Mounting their horses Felsik help Melsner up behind him and they rode off to the hill where the entrance could be found.
In a short while they were there and Melsner pointed to it, but it was so concealed that neither Felsik or Faelin could see it.
Melsner dismounted and walked to the entrance as the two followed him leading their horses. When they came upon it Melsner pointed once again and this time they could see it. It appeared to be a cave entrance, but it was well concealed by large rocks making it perfect for Felsik’s purpose.
“This will be the perfect place for us to hide for the next few days,” said Felsik. “Let’s get the horses inside.”

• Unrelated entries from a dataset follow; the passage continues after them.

//! SessionRunner – convenience wrapper that loads a session and dispatches exactly **one** event
//! against it.
//!
//! ## When should you use `SessionRunner`?
//! * **Web services**: one event per HTTP request, the appended messages go back to the client and
//!   the session stays available for the next roundtrip.
//! * **Tests & demos**: no need to repeat the load-lock-dispatch boilerplate.
//!
//! ## When should you use `Controller::dispatch` directly?
//! * When you own the [`Conversation`](crate::Conversation) yourself (a terminal client, a single
//!   embedded widget) and have no use for session ids.
//!
//! Events on one session are serialized by the session's mutex, so a pending recommendation call
//! always settles before the next event on that session is applied.

use std::sync::Arc;

use tracing::info;

use crate::{
    controller::{Controller, DispatchResult},
    error::{FlowError, Result},
    stage::Event,
    storage::{Session, SessionStorage},
};

/// Looks sessions up in storage and runs events against them.
#[derive(Clone)]
pub struct SessionRunner {
    controller: Arc<Controller>,
    storage: Arc<dyn SessionStorage>,
}

impl SessionRunner {
    pub fn new(controller: Arc<Controller>, storage: Arc<dyn SessionStorage>) -> Self {
        Self {
            controller,
            storage,
        }
    }

    pub fn storage(&self) -> &Arc<dyn SessionStorage> {
        &self.storage
    }

    /// Create and store a fresh session starting at the greeting.
    pub async fn start(&self) -> Result<Session> {
        let session = Session::start();
        self.storage.save(session.clone()).await?;
        info!(session_id = %session.id, "Created session");
        Ok(session)
    }

    /// Dispatch **exactly one** event for the given `session_id`.
    pub async fn run(&self, session_id: &str, event: Event) -> Result<DispatchResult> {
        // 1. Load session
        let session = self
            .storage
            .get(session_id)
            .await?
            .ok_or_else(|| FlowError::SessionNotFound(session_id.to_string()))?;

        // 2. Dispatch under the session lock. The conversation is shared with
        // storage, so nothing is written back: a session deleted while this
        // call was pending stays deleted.
        let mut conversation = session.conversation.lock().await;
        Ok(self.controller.dispatch(&mut conversation, event).await)
    }
}
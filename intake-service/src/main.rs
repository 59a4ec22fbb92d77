mod api;
mod config;

use std::sync::Arc;

use anyhow::Context;
use intake_flow::{
    Controller, HttpRecommendationClient, InMemorySessionStorage, SessionRunner, SessionStorage,
};
use tracing::info;
use tracing_subscriber::{EnvFilter, fmt, layer::SubscriberExt, util::SubscriberInitExt};

use crate::{
    api::{AppState, router},
    config::{Config, LogFormat},
};

const DEFAULT_LOG_FILTER: &str = "intake_service=debug,intake_flow=debug,tower_http=debug";

/// `RUST_LOG` overrides the default per-crate levels.
fn init_tracing(format: LogFormat) {
    let filter = EnvFilter::try_from_default_env().unwrap_or_else(|_| DEFAULT_LOG_FILTER.into());
    let registry = tracing_subscriber::registry().with(filter);

    match format {
        LogFormat::Pretty => registry.with(fmt::layer().pretty()).init(),
        LogFormat::Json => registry
            .with(fmt::layer().json().with_target(true).with_current_span(true))
            .init(),
    }
}

#[tokio::main]
async fn main() -> anyhow::Result<()> {
    init_tracing(LogFormat::from_env());

    let config = Config::from_env()?;
    info!(
        recommendation_url = %config.recommendation_url,
        acknowledgement_delay_ms = config.acknowledgement_delay.as_millis() as u64,
        "Loaded configuration"
    );

    let client = Arc::new(HttpRecommendationClient::new(config.recommendation_url.clone()));
    let controller = Arc::new(
        Controller::new(client).with_acknowledgement_delay(config.acknowledgement_delay),
    );

    // Sessions live for the lifetime of the process only
    let session_storage: Arc<dyn SessionStorage> = Arc::new(InMemorySessionStorage::new());

    let app = router(AppState {
        runner: SessionRunner::new(controller, session_storage),
    });

    let listener = tokio::net::TcpListener::bind(config.bind_addr)
        .await
        .with_context(|| format!("Failed to bind {}", config.bind_addr))?;

    info!("Server running on http://{}", config.bind_addr);

    axum::serve(listener, app).await.context("Server error")?;
    Ok(())
}
use crate::profile::FormBuffers;

const RECOMMENDATION_PROMPT: &str = r#"
You are Tina, a friendly and helpful virtual car insurance consultant.

Every session starts with:
"I'm Tina. I help you choose the right car insurance policy. May I ask you a few personal questions to make sure I recommend the best policy for you?"

Only continue if the user agrees.

Recommend the most suitable insurance product(s) from this list:
- Mechanical Breakdown Insurance (MBI): covers repair or replacement of mechanical components after failure or wear and tear. Not available for trucks or racing cars.
- Comprehensive Car Insurance: covers damage to the user's car, theft, natural disasters and more. Only available for vehicles under 10 years old.
- Third Party Car Insurance: covers damage caused to other people's property or vehicles.

The questions about the user's needs and situation have already been asked.

Based on the user profile below, recommend the best policy or combination of policies and explain why each one fits.
"#;

const PROMPT_CLOSING: &str = r#"Use a friendly tone, and **only include one clear estimated monthly cost** (e.g., "$85 - $120/month") at the end."#;

/// Instruction block sent as the final synthetic user entry of the
/// recommendation call. It never enters the visible log.
pub fn recommendation_prompt(answers: &FormBuffers) -> String {
    let age_group = answers.age_group.map(|g| g.label()).unwrap_or_default();
    format!(
        "{RECOMMENDATION_PROMPT}
User Profile:
- Age Group: {age_group}
- Insurance Interests: {interests}
- Vehicle: {vehicle}
- Additional Info: {additional}

{PROMPT_CLOSING}
",
        interests = answers.insurance.joined(),
        vehicle = answers.vehicle.describe(),
        additional = answers.additional_info.trim(),
    )
}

Once inside Felsik found and lit the torch Melsner had used to light his way out. Looking around he could tell it would be a fine place to hide for the next few days anyway.
“Melsner, do you think you can sneak back into the kitchen and get food and water enough for us to last three days?” asked Felsik.
“I believe so,” said Melsner. “When do you want me to try?”
“Right now,” said Felsik as he handed him the torch.
“Yes sir,” said Melsner.
Once Melsner was out of sight Faelin and Felsik were left in the dark so Felsik went out to find anything he could to make into a torch. Soon he returned with a tree limb. Just outside the entrance he broke off the end and went straight to his saddlebag where he produced a piece of cloth. Wrapping the piece of cloth around the limb he lit it on fire. Searching the wall of the cave he found a place where he could stick the makeshift torch.
“Now that we’ve got some light in the cave we’d best try to make our stay as comfortable as we can,” said Felsik. “I’m going out to cut some of that long grass I saw as we rode up.
“And I’ll take the saddles and bridals off the horses and tie them up over there with the rope in my saddlebag,” said Faelin.
When Felsik returned with the first load of long grass the horses had been tied. Felsik laid the grass down and went out for more to make some beds for them to sleep upon. Faelin divided up the grass for the two horses to eat.
With the grass laid down for their beds and blankets spread over it, the two laid down to rest and wait for Melsner to return. As they waited Faelin asked, “Do you have any idea what we should do?”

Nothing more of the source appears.